# Wavefunction Dimensionality

1. Apr 22, 2010

### shaiguy6

Hey Guys,

I'm getting a bit confused on the dimensionality of the wavefunction. I've seen the wavefunction described as:

(1) A vector of norm 1 in a finite dimensional Hilbert Space
(2) A vector of norm 1 in an infinite dimensional Hilbert Space
(3) A continuos function (it is my understanding that there can be equivalences between infinite dimensional spaces and functions ie. fourier series etc., is this what is happening here?)

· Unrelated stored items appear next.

//! Backend factories and the variant registry.
//!
//! Each backend integration registers a [`DeviceFactory`] for its
//! [`AdapterVariant`]. Requesting a variant nobody registered is reported as a
//! missing adapter rather than a construction failure.

use std::collections::{BTreeMap, HashMap};
use std::fmt;
use std::str::FromStr;

use camino::Utf8PathBuf;
use thiserror::Error;

use crate::config::ConfigMap;
use crate::device::Device;

/// Backend kinds a device can be provisioned with.
#[derive(Clone, Copy, Debug, Eq, Hash, Ord, PartialEq, PartialOrd)]
pub enum AdapterVariant {
    /// Container runtime backend.
    Docker,
    /// Remote host reached over SSH.
    Ssh,
    /// The local machine.
    Local,
}

impl AdapterVariant {
    /// Every supported variant, in display order.
    pub const ALL: [Self; 3] = [Self::Docker, Self::Ssh, Self::Local];

    /// Lowercase name used in configuration.
    #[must_use]
    pub const fn as_str(self) -> &'static str {
        match self {
            Self::Docker => "docker",
            Self::Ssh => "ssh",
            Self::Local => "local",
        }
    }

    /// Name of the variant-scoped configuration block, for example
    /// `DOCKER_CONFIG`.
    #[must_use]
    pub fn config_block(self) -> String {
        format!("{}_CONFIG", self.as_str().to_uppercase())
    }

    fn supported_list() -> String {
        Self::ALL
            .iter()
            .map(|variant| format!("'{}'", variant.as_str()))
            .collect::<Vec<_>>()
            .join(", ")
    }
}

impl fmt::Display for AdapterVariant {
    fn fmt(&self, f: &mut fmt::Formatter<'_>) -> fmt::Result {
        f.write_str(self.as_str())
    }
}

/// Raised when a variant name is not recognised.
#[derive(Clone, Debug, Error, Eq, PartialEq)]
#[error("invalid adapter type '{name}'; supported values are {supported}")]
pub struct UnknownVariant {
    /// Name that was requested.
    pub name: String,
    /// Comma separated list of supported variants.
    pub supported: String,
}

impl FromStr for AdapterVariant {
    type Err = UnknownVariant;

    fn from_str(value: &str) -> Result<Self, Self::Err> {
        let wanted = value.trim().to_lowercase();
        Self::ALL
            .into_iter()
            .find(|variant| variant.as_str() == wanted)
            .ok_or_else(|| UnknownVariant {
                name: value.to_owned(),
                supported: Self::supported_list(),
            })
    }
}

/// Everything a backend factory needs to construct a device.
#[derive(Clone, Debug, Default, PartialEq)]
pub struct DeviceRequest {
    /// Identifier assigned to the new device.
    pub identifier: String,
    /// Environment source file forwarded to the backend.
    pub env_file: Utf8PathBuf,
    /// Environment variables injected into the device.
    pub env: BTreeMap<String, String>,
    /// Static hostname to address overrides (container variant).
    pub extra_hosts: BTreeMap<String, String>,
    /// Image to start (container variant).
    pub image: Option<String>,
    /// Remaining configuration, passed through verbatim.
    pub config: ConfigMap,
}

/// Errors raised while constructing a device.
#[derive(Clone, Debug, Error, Eq, PartialEq)]
pub enum FactoryError {
    /// Raised when backend resources cannot be obtained.
    #[error("failed to create {variant} device: {message}")]
    Construction {
        /// Variant being constructed.
        variant: AdapterVariant,
        /// Backend description of the failure.
        message: String,
    },
}

/// Turns a [`DeviceRequest`] into a live device.
pub trait DeviceFactory {
    /// Creates a device.
    ///
    /// # Errors
    ///
    /// Returns [`FactoryError::Construction`] when the backend cannot
    /// provide the device.
    fn create_device(&self, request: DeviceRequest) -> Result<Box<dyn Device>, FactoryError>;
}

impl<F> DeviceFactory for F
where
    F: Fn(DeviceRequest) -> Result<Box<dyn Device>, FactoryError>,
{
    fn create_device(&self, request: DeviceRequest) -> Result<Box<dyn Device>, FactoryError> {
        self(request)
    }
}

/// Factories available to the library, keyed by variant.
#[derive(Default)]
pub struct FactoryRegistry {
    factories: HashMap<AdapterVariant, Box<dyn DeviceFactory>>,
}

impl FactoryRegistry {
    /// Creates an empty registry.
    #[must_use]
    pub fn new() -> Self {
        Self::default()
    }

    /// Registers `factory` for `variant`, replacing any earlier one.
    pub fn register(&mut self, variant: AdapterVariant, factory: impl DeviceFactory + 'static) {
        self.factories.insert(variant, Box::new(factory));
    }

    /// Builder-style variant of [`FactoryRegistry::register`].
    #[must_use]
    pub fn with_factory(
        mut self,
        variant: AdapterVariant,
        factory: impl DeviceFactory + 'static,
    ) -> Self {
        self.register(variant, factory);
        self
    }

    /// Returns the factory registered for `variant`.
    #[must_use]
    pub fn get(&self, variant: AdapterVariant) -> Option<&dyn DeviceFactory> {
        self.factories.get(&variant).map(|factory| &**factory)
    }

    /// Returns the registered variants in a stable order.
    #[must_use]
    pub fn variants(&self) -> Vec<AdapterVariant> {
        let mut variants = self.factories.keys().copied().collect::<Vec<_>>();
        variants.sort();
        variants
    }
}

impl fmt::Debug for FactoryRegistry {
    fn fmt(&self, f: &mut fmt::Formatter<'_>) -> fmt::Result {
        f.debug_struct("FactoryRegistry")
            .field("variants", &self.variants())
            .finish()
    }
}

Also, I'd like to make some statements and verify that they are correct:

* Observables are self-adjoint operators that act on the wavefunction
* The effect of a measurement is to force the state of the system to an eigenvector of the operator and the result of the measurement is the associated eigenvalue of that eigenvector
* Do self-adjoint operators always have n distinct eigenvalues? (where n is the dimensionality of the Hilbert space?)

Thanks!

2. Apr 22, 2010

### LostConjugate

In matrix notation a continuous function can be written as a vector where the index represents different possible values of the function's argument. This gives you a continuous index or infinite dimensional space. We find that functions have similar properties as vectors in this way and we can work with them easier. The wave function is just a function, we often times write it as a vector however. Hilbert space is the space of integrable functions. This is all mathematical notion keep in mind, not an observable space.

Observables are self-adjoint (hermition) operators that act on the wavefunction. In matrix notation they are nxn matrices.

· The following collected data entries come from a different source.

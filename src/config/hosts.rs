//! Environment source parsing and static host overlays.

use std::collections::BTreeMap;
use std::io;

use camino::Utf8Path;
use cap_std::{ambient_authority, fs_utf8::Dir};
use tracing::debug;

use super::{ConfigError, parent_dir};

/// Environment keys with this prefix describe `hostname=ip` overlays.
pub const HOST_KEY_PREFIX: &str = "DEVICELIBRARY_HOST_";

/// Reads a dotenv-style file into ordered key/value pairs.
///
/// A missing file yields no entries.
///
/// # Errors
///
/// Returns [`ConfigError::EnvFile`] when the file exists but cannot be read
/// or parsed.
pub fn read_env_file(path: &Utf8Path) -> Result<Vec<(String, String)>, ConfigError> {
    let env_error = |message: String| ConfigError::EnvFile {
        path: path.to_string(),
        message,
    };
    let Some(file_name) = path.file_name() else {
        return Ok(Vec::new());
    };
    let dir = match Dir::open_ambient_dir(parent_dir(path), ambient_authority()) {
        Ok(dir) => dir,
        Err(err) if err.kind() == io::ErrorKind::NotFound => return Ok(Vec::new()),
        Err(err) => return Err(env_error(err.to_string())),
    };
    let contents = match dir.read_to_string(file_name) {
        Ok(contents) => contents,
        Err(err) if err.kind() == io::ErrorKind::NotFound => return Ok(Vec::new()),
        Err(err) => return Err(env_error(err.to_string())),
    };
    dotenvy::from_read_iter(contents.as_bytes())
        .map(|entry| entry.map_err(|err| env_error(err.to_string())))
        .collect()
}

/// Collects the hostname to address overlays from environment entries.
///
/// Only keys starting with [`HOST_KEY_PREFIX`] are considered; malformed
/// values are skipped.
#[must_use]
pub fn extra_hosts<'a, I>(entries: I) -> BTreeMap<String, String>
where
    I: IntoIterator<Item = &'a (String, String)>,
{
    entries
        .into_iter()
        .filter(|(key, _)| key.starts_with(HOST_KEY_PREFIX))
        .filter_map(|(key, value)| {
            let parsed = parse_host_entry(value);
            if parsed.is_none() {
                debug!(key = %key, "skipping incomplete host entry");
            }
            parsed
        })
        .collect()
}

/// Parses `hostname=ip`, dropping any `scheme://` prefix from the hostname.
///
/// Returns `None` when either side is empty.
#[must_use]
pub fn parse_host_entry(value: &str) -> Option<(String, String)> {
    let (raw_hostname, raw_address) = value.split_once('=')?;
    let hostname = strip_scheme(raw_hostname.trim());
    let address = raw_address.trim();
    if hostname.is_empty() || address.is_empty() {
        return None;
    }
    Some((hostname.to_owned(), address.to_owned()))
}

fn strip_scheme(hostname: &str) -> &str {
    hostname
        .split_once("://")
        .filter(|(scheme, _)| {
            !scheme.is_empty()
                && scheme
                    .chars()
                    .all(|character| character.is_alphanumeric() || character == '_')
        })
        .map_or(hostname, |(_, rest)| rest)
}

Measurement does force the state into an eigenstate (vector and value) of the operator and yes the result of the measurement will be identically the eigenvalue of that operator.

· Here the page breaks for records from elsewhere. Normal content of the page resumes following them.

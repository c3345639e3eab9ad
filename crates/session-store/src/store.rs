use std::time::Duration;

use async_trait::async_trait;

use crate::{Result, SessionId};

/// Default idle lifetime of a session, matching the usual 24 minute
/// server-side session lifetime of classic web stacks.
pub const DEFAULT_SESSION_TTL: Duration = Duration::from_secs(1440);

/// Default ceiling on the number of live sessions.
pub const DEFAULT_MAX_SESSIONS: usize = 10_000;

/// Options controlling session lifetime and capacity.
#[derive(Debug, Clone, Copy, PartialEq, Eq)]
pub struct StoreOptions {
    /// A session idle for longer than this is treated as absent.
    pub ttl: Duration,

    /// Maximum number of live sessions held at once.
    pub max_sessions: usize,
}

impl StoreOptions {
    /// Creates options with the default lifetime and capacity.
    pub fn new() -> Self {
        Self::default()
    }

    /// Returns a copy with a different idle lifetime.
    pub fn with_ttl(mut self, ttl: Duration) -> Self {
        self.ttl = ttl;
        self
    }

    /// Returns a copy with a different session ceiling.
    pub fn with_max_sessions(mut self, max_sessions: usize) -> Self {
        self.max_sessions = max_sessions;
        self
    }
}

impl Default for StoreOptions {
    fn default() -> Self {
        Self {
            ttl: DEFAULT_SESSION_TTL,
            max_sessions: DEFAULT_MAX_SESSIONS,
        }
    }
}

/// Core trait for session store implementations.
///
/// `T` is the per-session state. A session that does not exist yet (or
/// has expired) is initialized with `T::default()` the first time it is
/// updated. All implementations must be thread-safe (Send + Sync).
#[async_trait]
pub trait SessionStore<T>: Send + Sync
where
    T: Default + Clone + Send + Sync + 'static,
{
    /// Runs `f` against the state of session `id` and returns its result.
    ///
    /// The closure runs while the store holds exclusive access to the
    /// session, so concurrent requests on one session cannot lose each
    /// other's writes. Touching a session refreshes its idle timer.
    ///
    /// Fails with `CapacityExceeded` only when `id` is not live and no
    /// room can be made for a new session.
    async fn update<F, R>(&self, id: SessionId, f: F) -> Result<R>
    where
        F: FnOnce(&mut T) -> R + Send,
        R: Send;

    /// Returns a snapshot of the session state without creating it.
    ///
    /// Expired sessions are reported as absent.
    async fn get(&self, id: SessionId) -> Result<Option<T>>;

    /// Removes a session. Returns whether it was present.
    async fn remove(&self, id: SessionId) -> Result<bool>;

    /// Drops every expired session and returns how many were removed.
    async fn purge_expired(&self) -> Result<usize>;

    /// Returns the number of sessions currently held, expired or not.
    async fn session_count(&self) -> Result<usize>;
}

I think your last question is correct, though I am not sure.

The wave function is always normalized to 1 in QM, mathematically the vector moves around on an infinite dimensional sphere.

Last edited: Apr 22, 2010
3. Apr 22, 2010

### fermi

Yes, because observables are assumed to be real valued (I cannot think of any exceptions) and the eigenvalues of self-adjoint operators are real. Operators that are not self-adjoint may have complex eigenvalues, and it is not possible in a straightforward way to interpret these as observables. So far so good. But the converse is not true. Some non-self-adjoint operators also have only real eigenvalues. Why do we exclude these from corresponding to physical observables? I am not sure that we do, and if indeed they are excluded, I do not know why. Maybe someone else will explain that, I would like to know.

No, the eigenvalues do not have to be distinct. Degenerate (i.e. repeated) eigenvalues may occur. For a finite n, you have precisely n eigenvalues, all of which are real, but not all of which are distinct. For an infinite dimensional case, the same result holds but it requires some supplementary assumptions about the Hilbert space.

4. Apr 22, 2010

### genneth

Actually, it's a bit of a lie that observables are real-valued. After all, a complex number is just two real ones. The amplitude of electric fields, for example, has a phase. It is represented as a non-Hermitian operator, and its expectation values are in general complex. This is fine.

5. Apr 22, 2010

### LostConjugate

This is not an example of a Quantum State though. All observables must be real-valued in QM otherwise they are not observable.

In classical mechanics such as EM waves, the complex number sometimes represents another function out of phase. Like sin and cos.